··· Excerpted data

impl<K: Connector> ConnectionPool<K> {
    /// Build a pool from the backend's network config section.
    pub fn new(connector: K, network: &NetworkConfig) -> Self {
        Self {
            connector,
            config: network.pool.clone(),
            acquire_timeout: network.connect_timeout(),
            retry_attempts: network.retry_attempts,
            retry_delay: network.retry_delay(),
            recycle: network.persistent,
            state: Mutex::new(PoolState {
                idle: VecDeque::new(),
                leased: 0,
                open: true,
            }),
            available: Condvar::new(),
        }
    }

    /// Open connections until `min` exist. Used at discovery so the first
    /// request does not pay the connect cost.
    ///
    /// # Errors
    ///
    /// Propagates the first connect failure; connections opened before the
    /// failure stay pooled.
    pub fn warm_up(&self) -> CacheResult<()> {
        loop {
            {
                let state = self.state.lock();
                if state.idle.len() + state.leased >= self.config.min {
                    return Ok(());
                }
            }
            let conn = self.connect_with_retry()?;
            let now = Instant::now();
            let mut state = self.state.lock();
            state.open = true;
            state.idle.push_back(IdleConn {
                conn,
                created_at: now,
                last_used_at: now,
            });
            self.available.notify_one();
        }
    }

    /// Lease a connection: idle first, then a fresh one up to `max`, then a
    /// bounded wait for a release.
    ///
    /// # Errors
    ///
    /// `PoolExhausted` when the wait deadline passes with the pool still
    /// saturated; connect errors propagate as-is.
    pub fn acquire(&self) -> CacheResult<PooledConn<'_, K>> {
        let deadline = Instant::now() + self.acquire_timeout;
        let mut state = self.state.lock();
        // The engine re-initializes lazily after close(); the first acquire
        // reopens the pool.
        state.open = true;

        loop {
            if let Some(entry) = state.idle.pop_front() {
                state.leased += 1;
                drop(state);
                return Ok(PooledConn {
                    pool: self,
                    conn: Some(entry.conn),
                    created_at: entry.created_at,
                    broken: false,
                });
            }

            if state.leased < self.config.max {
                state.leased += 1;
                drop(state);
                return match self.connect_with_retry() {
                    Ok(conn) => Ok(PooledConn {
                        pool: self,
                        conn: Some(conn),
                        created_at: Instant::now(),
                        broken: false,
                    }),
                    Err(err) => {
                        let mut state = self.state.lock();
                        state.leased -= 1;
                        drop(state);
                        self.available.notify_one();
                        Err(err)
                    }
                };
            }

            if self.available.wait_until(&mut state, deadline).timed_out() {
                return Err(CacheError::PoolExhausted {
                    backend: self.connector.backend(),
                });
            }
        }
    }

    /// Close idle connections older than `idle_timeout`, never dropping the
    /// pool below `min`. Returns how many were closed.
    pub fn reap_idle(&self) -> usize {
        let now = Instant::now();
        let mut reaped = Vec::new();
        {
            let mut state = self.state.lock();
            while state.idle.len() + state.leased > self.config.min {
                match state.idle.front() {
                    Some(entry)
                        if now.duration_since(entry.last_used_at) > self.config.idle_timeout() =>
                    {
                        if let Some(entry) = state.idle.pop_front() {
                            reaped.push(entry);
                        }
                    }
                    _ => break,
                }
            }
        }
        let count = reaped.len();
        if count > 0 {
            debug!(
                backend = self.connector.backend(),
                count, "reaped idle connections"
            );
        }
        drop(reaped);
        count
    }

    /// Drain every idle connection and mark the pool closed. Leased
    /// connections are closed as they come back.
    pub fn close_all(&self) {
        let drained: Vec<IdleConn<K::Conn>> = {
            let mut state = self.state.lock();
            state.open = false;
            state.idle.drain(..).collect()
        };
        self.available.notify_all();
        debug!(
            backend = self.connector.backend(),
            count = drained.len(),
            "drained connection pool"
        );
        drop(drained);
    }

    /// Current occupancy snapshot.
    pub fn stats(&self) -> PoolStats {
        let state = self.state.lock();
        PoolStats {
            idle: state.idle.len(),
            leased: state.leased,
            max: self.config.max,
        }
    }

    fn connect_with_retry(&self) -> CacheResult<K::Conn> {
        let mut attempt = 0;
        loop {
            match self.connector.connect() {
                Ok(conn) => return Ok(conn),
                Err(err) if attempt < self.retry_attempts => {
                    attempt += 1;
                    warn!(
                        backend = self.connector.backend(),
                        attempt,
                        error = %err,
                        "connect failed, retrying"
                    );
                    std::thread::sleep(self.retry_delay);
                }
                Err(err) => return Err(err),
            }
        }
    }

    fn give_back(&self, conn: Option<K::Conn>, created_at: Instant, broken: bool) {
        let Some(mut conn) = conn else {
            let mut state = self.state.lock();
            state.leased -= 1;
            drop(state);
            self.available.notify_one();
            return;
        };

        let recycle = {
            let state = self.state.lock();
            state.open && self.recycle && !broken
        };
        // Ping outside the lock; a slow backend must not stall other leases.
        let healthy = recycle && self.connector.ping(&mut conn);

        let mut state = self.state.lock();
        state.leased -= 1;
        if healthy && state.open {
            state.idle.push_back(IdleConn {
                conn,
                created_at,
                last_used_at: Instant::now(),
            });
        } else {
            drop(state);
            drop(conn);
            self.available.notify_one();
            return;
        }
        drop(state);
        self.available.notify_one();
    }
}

······

How to complete this task ::
Using the data above, tally the lines that contain the string "closed" and state only the result.

Response to this exercise ::
3